Dieu nous a créé pour vivre toujours : la commémoration de tous les fidèles défunts

Jérusalem, église de Saint Sauveur, 2 novembre 2011

L’église paroissiale de Saint Sauveur, ce matin, 2 novembre, était bondée à l’occasion de la Messe solennelle de commémoration de tous les fidèles défunts. Aux côtés du Père Simon, qui a présidé la célébration en arabe, étaient présents comme concélébrants le Frère Artemio Vitores, Vicaire custodial, et le Frère Narwan, lui aussi très actif dans le cadre de la Paroisse. Sur les deux côtés de l’autel ont trouvé place les nombreux franciscains et prêtres qui ont voulu participer à cette importante commémoration. Outre les nombreux autres religieux et religieuses, l’église était également remplie de très nombreux membres de la communauté chrétienne arabe locale ainsi que de nombreux jeunes, dont les étudiantes chrétiennes du Collège féminin de Terre Sainte, l’une des écoles de la Custodie franciscaine gérée par les Sœurs de Saint Joseph. Etaient également présents les collaborateurs, les bénévoles et les amis de la Custodie ainsi que différents pèlerins provenant de divers coins du monde.

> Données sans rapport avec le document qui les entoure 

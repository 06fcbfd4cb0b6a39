//! # Cashback Calculator
//!
//! Computes the per-order commission differential for resale scenarios.
//!
//! ## When Cashback Applies
//! ```text
//! ┌─────────────────────────────────────────────────────────────────────────┐
//! │                     Cashback Eligibility                                │
//! │                                                                         │
//! │  buyer.role_class   payer_identity    cashback                         │
//! │  ─────────────────  ──────────────    ────────────────────────────     │
//! │  Guide              GuestPay          Σ (store − dealer) × qty         │
//! │  Guide              SelfPay           0                                │
//! │  Dealer             (either)          0                                │
//! │  Ordinary           (either)          0                                │
//! │                                                                         │
//! │  A guide's customer pays the store-tier price directly; the guide      │
//! │  earns the dealer differential as commission.                          │
//! └─────────────────────────────────────────────────────────────────────────┘
//! ```
//!
//! The differential is computed from the *tier prices*, not from the billed
//! price: the billed price may itself already equal the dealer tier, which
//! would zero the commission incorrectly.

use crate::money::Money;
use crate::pricing::dealer_tier_price;
use crate::types::{Buyer, CartLine, PayerIdentity, RoleClass};

/// Computes the cashback commission for an order.
///
/// Takes the cart lines (the tier lists) zipped with their resolved gift
/// state: gift lines earn no commission. Returns zero for every role/payer
/// combination other than Guide + GuestPay.
pub fn compute(
    lines: &[(CartLine, bool)],
    buyer: &Buyer,
    payer_identity: PayerIdentity,
) -> Money {
    if buyer.role_class != RoleClass::Guide || payer_identity != PayerIdentity::GuestPay {
        return Money::zero();
    }

    lines
        .iter()
        .filter(|(_, is_gift)| !is_gift)
        .fold(Money::zero(), |acc, (line, _)| {
            let store = line.tiers.store;
            let dealer = dealer_tier_price(line, buyer);
            let differential = (store - dealer).clamp_non_negative();
            acc + differential.multiply_quantity(line.quantity)
        })
}

// =============================================================================
// Unit Tests
// =============================================================================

Au terme de la Messe s’est déroulée la traditionnelle procession aux cimetières chrétiens supérieur et inférieur situés sur le Mont Sion. Dans un climat de recueillement et de participation profonds, parmi les prières et les chants en arabe et en latin, la procession a traversé les ruelles de la Vieille Ville de Jérusalem qui, de l’église de Saint Sauveur, mènent au Mont Sion en passant près de la Porte de Jaffa et en traversant en partie le quartier arménien. Derrière la Porte de Sion, dans le cadre splendide que représente les lieux du Cénacle et de l’église de la Dormition de la Très Sainte Vierge Marie, un peu plus loin en direction du désert, se trouve le cimetière franciscain, où reposent nombre de frères ayant appartenu par le passé à la Custodie de Terre sainte. Ici la procession a effectué une première halte pour la bénédiction des tombes, toujours accompagnée par les prières et par le souvenir ému des vivants. Le groupe s’est ensuite dirigé vers les pentes du Mont Sion, non loin de l’église de Saint Pierre « in Gallicantu » en vue de la visite aux deux cimetières inférieurs où nombreux sont ceux qui ont pu s’arrêter en prière sur la tombe de leurs êtres chers et y déposer un bouquet. Alors que le Frère Narwan passait pour bénir le lieu, toutes les personnes qui s’étaient rendu au cimetière en ce jour particulier et sans pour autant participer à la procession, se sont recueillies pour une prière commune, adhérant de manière recueillie à ce moment suggestif. Enfin, comme le veut la tradition, une petite douceur a été offerte à tous les présents en signe de commémoration de ceux qui nous ont précédé sur le chemin de l’éternité. Au terme de la cérémonie, avant de se disperser, nombre sont ceux qui ont tenu à rendre hommage à la tombe d’Oskar Schindler, l’entrepreneur allemand qui, durant le régime national-socialiste, arracha 1.200 juifs à l’extermination. Reconnu Juste parmi les Nations par la Commission israélienne du Yad Vashem le 18 juillet 1967, il mourut en Allemagne en 1974 et son corps fut porté en Israël, au cimetière catholique de Jérusalem. Aujourd’hui, sa tombe, entièrement recouverte de cailloux – du fait de la tradition juive consistant à déposer une pierre sur la tombe honorée – est le but de fréquent visites de chrétiens et de juifs.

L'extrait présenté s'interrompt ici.